Scorching temperatures are also forecast for parts of France and Spain, where a high of 107.6 degrees is predicted on Monday.

A man cools his face with water from a fountain in Paris
A man uses a drinking fountain to cool his face in Paris on Wednesday.Bertrand Guay / AFP - Getty Images

In the Bordeaux region of southwestern France, 12,200 people have been forced to evacuate their homes as wildfires sweep through, the local authority for the Gironde Department said in a statement Saturday.

Almost 1,200 firefighters and four specialist planes were battling to contain two blazes that have burned 25,000 acres of land, including woodlands south of the Atlantic resort town of Arcachon, which have burned since Tuesday, the statement added.

Although one of the fires had been partially contained, hotter temperatures and winds over the weekend could complicate the firefighting efforts, according to the department's statement.

“We are living through an exceptionally harsh (summer) season,” French President Emmanuel Macron said Friday during a visit to the government crisis management center at the Interior Ministry in Paris.
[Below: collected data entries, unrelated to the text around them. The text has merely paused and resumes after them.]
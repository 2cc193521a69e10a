//! Goblin Inferno - arena combat simulation core
//!
//! Core modules:
//! - `sim`: Fixed-tick simulation (movement, combat, bosses, economy)
//! - `balance`: Data-driven spawn and boss tuning
//! - `persistence`: Key-value storage of the ledger and permanent upgrades
//! - `audio`: Named simulation events mapped to sound cues

pub mod audio;
pub mod balance;
pub mod persistence;
pub mod sim;

pub use balance::BalanceTable;

use glam::Vec2;

/// Game configuration constants
pub mod consts {
    /// Simulation ticks per second (all timers count ticks)
    pub const TICKS_PER_SECOND: u32 = 60;

    /// Default world dimensions
    pub const WORLD_WIDTH: f32 = 1600.0;
    pub const WORLD_HEIGHT: f32 = 1200.0;
    /// Pad kept between clamped pickups/spawns and the world edge
    pub const WORLD_PAD: f32 = 16.0;

    /// Player defaults
    pub const PLAYER_RADIUS: f32 = 24.0;
    pub const PLAYER_MAX_HP: f32 = 100.0;
    /// Ticks of invulnerability after any damage instance
    pub const PLAYER_INVULN_TICKS: u32 = 60;
    /// Ticks after shield damage before regeneration starts
    pub const SHIELD_REGEN_DELAY: u32 = 120;
    pub const SHIELD_REGEN_PER_TICK: f32 = 0.25;

    /// Entity hit ellipse: semi-axes as a fraction of the hit size (taller than wide)
    pub const ELLIPSE_WIDTH_FRACTION: f32 = 0.7;
    pub const ELLIPSE_HEIGHT_FRACTION: f32 = 0.9;

    /// Close-range trait
    pub const CLOSE_RANGE_RADIUS: f32 = 80.0;
    pub const CLOSE_RANGE_BONUS: f32 = 1.25;

    /// Projectiles further than this outside the world are culled
    pub const PROJECTILE_CULL_MARGIN: f32 = 64.0;
    /// Shockwaves expand for this many ticks, then expire
    pub const SHOCKWAVE_TICKS: u32 = 60;
    /// Radians between multishot pellets
    pub const MULTISHOT_SPREAD: f32 = 0.15;

    /// Drops
    pub const HEAL_DROP_CHANCE: f32 = 0.10;
    pub const HEAL_AMOUNT: f32 = 25.0;
    pub const HEAL_PICKUP_RADIUS: f32 = 10.0;
    pub const COIN_RADIUS: f32 = 14.0;
    pub const COIN_VALUE: u32 = 1;
    pub const GEM_RADIUS: f32 = 12.0;
    pub const GEM_VALUE: u32 = 2;

    /// Magnet
    pub const MAGNET_BASE_RADIUS: f32 = 110.0;
    pub const MAGNET_RADIUS_PER_LEVEL: f32 = 20.0;
    pub const MAGNET_MAX_PULL: f32 = 6.0;

    /// Leveling
    pub const FIRST_LEVEL_THRESHOLD: u32 = 5;
    pub const LEVEL_THRESHOLD_GROWTH: f32 = 1.5;
    pub const UPGRADE_CHOICES: usize = 3;

    /// Permanent upgrades cap
    pub const MAX_UPGRADE_LEVEL: u32 = 10;

    /// Boss rewards
    pub const BOSS_GOLD_REWARD: f64 = 250.0;
    pub const BOSS_GEM_DROPS: usize = 10;
    pub const BOSS_GEM_JITTER: f32 = 40.0;
}

/// Aim fallback when no usable direction is supplied (straight up in screen space)
pub const DEFAULT_AIM: Vec2 = Vec2::new(0.0, -1.0);

/// Normalize an aim vector, falling back to `DEFAULT_AIM` for zero/NaN input
#[inline]
pub fn aim_or_default(aim: Vec2) -> Vec2 {
    let dir = aim.normalize_or_zero();
    if dir == Vec2::ZERO { DEFAULT_AIM } else { dir }
}

/// Unit vector at `angle` radians
#[inline]
pub fn direction_from_angle(angle: f32) -> Vec2 {
    Vec2::new(angle.cos(), angle.sin())
}

/// Rotate a direction by `angle` radians
#[inline]
pub fn rotate(dir: Vec2, angle: f32) -> Vec2 {
    Vec2::from_angle(angle).rotate(dir)
}
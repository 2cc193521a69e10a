//! Read-only views for presentation
//!
//! Captured after a tick completes. Renderers and HUDs consume these owned
//! copies and never touch the simulation context.

use glam::Vec2;
use serde::Serialize;

use super::boss::CombatBehavior;
use super::buffs::Buff;
use super::entity::{AnimState, EntityKind, Faction};
use super::hazard::HazardKind;
use super::leveling::{PickupKind, UpgradeOffer};
use super::state::{GamePhase, SimulationContext};

#[derive(Debug, Clone, Serialize)]
pub struct EntityView {
    pub id: u32,
    pub kind: EntityKind,
    pub pos: Vec2,
    pub size: f32,
    pub anim: AnimState,
    pub faction: Faction,
}

#[derive(Debug, Clone, Serialize)]
pub struct ProjectileView {
    pub id: u32,
    pub pos: Vec2,
    pub radius: f32,
    pub faction: Faction,
    pub shockwave: bool,
}

#[derive(Debug, Clone, Serialize)]
pub struct HazardView {
    pub id: u32,
    pub kind: HazardKind,
    pub pos: Vec2,
    pub radius: f32,
    pub faction: Faction,
}

#[derive(Debug, Clone, Serialize)]
pub struct PickupView {
    pub id: u32,
    pub kind: PickupKind,
    pub pos: Vec2,
    pub radius: f32,
}

/// Boss health bar
#[derive(Debug, Clone, Serialize)]
pub struct BossBar {
    pub name: &'static str,
    pub hp: f32,
    pub max_hp: f32,
    /// Shield or absorb window up
    pub blocking: bool,
}

#[derive(Debug, Clone, Serialize)]
pub struct HudSnapshot {
    pub hp: f32,
    pub max_hp: f32,
    pub shield: f32,
    pub shield_max: f32,
    pub gold: f64,
    pub debt: f64,
    pub gems: u32,
    pub level: u32,
    pub xp: u32,
    pub next_threshold: u32,
    pub difficulty: f32,
    pub phase: GamePhase,
    pub boss: Option<BossBar>,
    /// Temporary effects with their remaining ticks
    pub buffs: Vec<Buff>,
    /// Oldest offer awaiting a choice
    pub pending_offer: Option<UpgradeOffer>,
}

#[derive(Debug, Clone, Serialize)]
pub struct RenderSnapshot {
    pub tick: u64,
    pub player: EntityView,
    pub enemies: Vec<EntityView>,
    pub projectiles: Vec<ProjectileView>,
    pub hazards: Vec<HazardView>,
    pub pickups: Vec<PickupView>,
    pub hud: HudSnapshot,
}

impl RenderSnapshot {
    pub fn capture(state: &SimulationContext) -> Self {
        let entity = |e: &super::entity::Entity| EntityView {
            id: e.id,
            kind: e.kind,
            pos: e.pos,
            size: e.size,
            anim: e.anim,
            faction: e.faction,
        };

        let boss = state.active_boss().and_then(|b| {
            let EntityKind::Boss(kind) = b.kind else {
                return None;
            };
            let blocking = b.behavior.as_ref().is_some_and(CombatBehavior::is_blocking);
            Some(BossBar {
                name: kind.name(),
                hp: b.hp.max(0.0),
                max_hp: b.max_hp,
                blocking,
            })
        });

        let player = &state.player;
        Self {
            tick: state.time_ticks,
            player: entity(&player.body),
            enemies: state.enemies.iter().map(entity).collect(),
            projectiles: state
                .projectiles
                .iter()
                .map(|p| ProjectileView {
                    id: p.id,
                    pos: p.pos,
                    radius: p.radius,
                    faction: p.faction,
                    shockwave: p.shockwave,
                })
                .collect(),
            hazards: state
                .hazards
                .iter()
                .map(|h| HazardView {
                    id: h.id,
                    kind: h.kind,
                    pos: h.pos,
                    radius: h.radius,
                    faction: h.faction,
                })
                .collect(),
            pickups: state
                .pickups
                .iter()
                .map(|p| PickupView {
                    id: p.id,
                    kind: p.kind,
                    pos: p.pos,
                    radius: p.radius,
                })
                .collect(),
            hud: HudSnapshot {
                hp: player.body.hp.max(0.0),
                max_hp: player.body.max_hp,
                shield: player.shield,
                shield_max: player.shield_max,
                gold: state.ledger.gold,
                debt: state.ledger.debt,
                gems: state.progression.permanent.gems,
                level: state.leveling.level,
                xp: state.leveling.xp,
                next_threshold: state.leveling.next_threshold,
                difficulty: state.difficulty,
                phase: state.phase,
                boss,
                buffs: state.buffs.iter().copied().collect(),
                pending_offer: state.leveling.pending.front().cloned(),
            },
        }
    }
}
The number of French forests burned in fires this year is already triple those destroyed in 2020, he said.

Further south in Portugal, a national high of 117 degrees was recorded in the northern town of Pinhao on Wednesday, as the mass of hot and dry air from Africa blew over the western edge of the Iberian Peninsula.

On Saturday, More than 3,000 firefighters continued to battle multiple blazes as citizens desperately sought to save their homes.

A water-bomber pilot died Friday after his aircraft crashed while he fought a raging wildfire in the northern Portuguese municipality of Torre de Moncorvo, near the Spanish border.

Portugal's Civil Protection Agency said just under 25,000 acres of land had been scorched this week alone.

Meanwhile, in neighboring Spain, temperatures topped 104 degrees for several days while firefighters struggled to control a fire erupted by a lightning strike on Monday in the west-central Las Hurdes area that consumed about 13,600 acres of land. 

Around 400 people from eight villages were evacuated on Thursday as flames approached their homes and spread into the nearby Monfrague National Park. In the Spanish town of Seville, some unions called for workers to be sent home. 

Firefighters in Croatia and Hungary also battled blazes throughout the week, brought by high temperatures and lightning.

Firefighters discovered a corpse Thursday morning among the ruins of a burned farmhouse, Hungary's disaster management authority said Thursday in a statement.

Several villages were also evacuated in Greece and Morocco as fires swept across the Mediterranean.

As a result, the European Union has urged member states to prepare for wildfires this summer as the continent faces another extreme weather shift that scientists say has been triggered by climate change.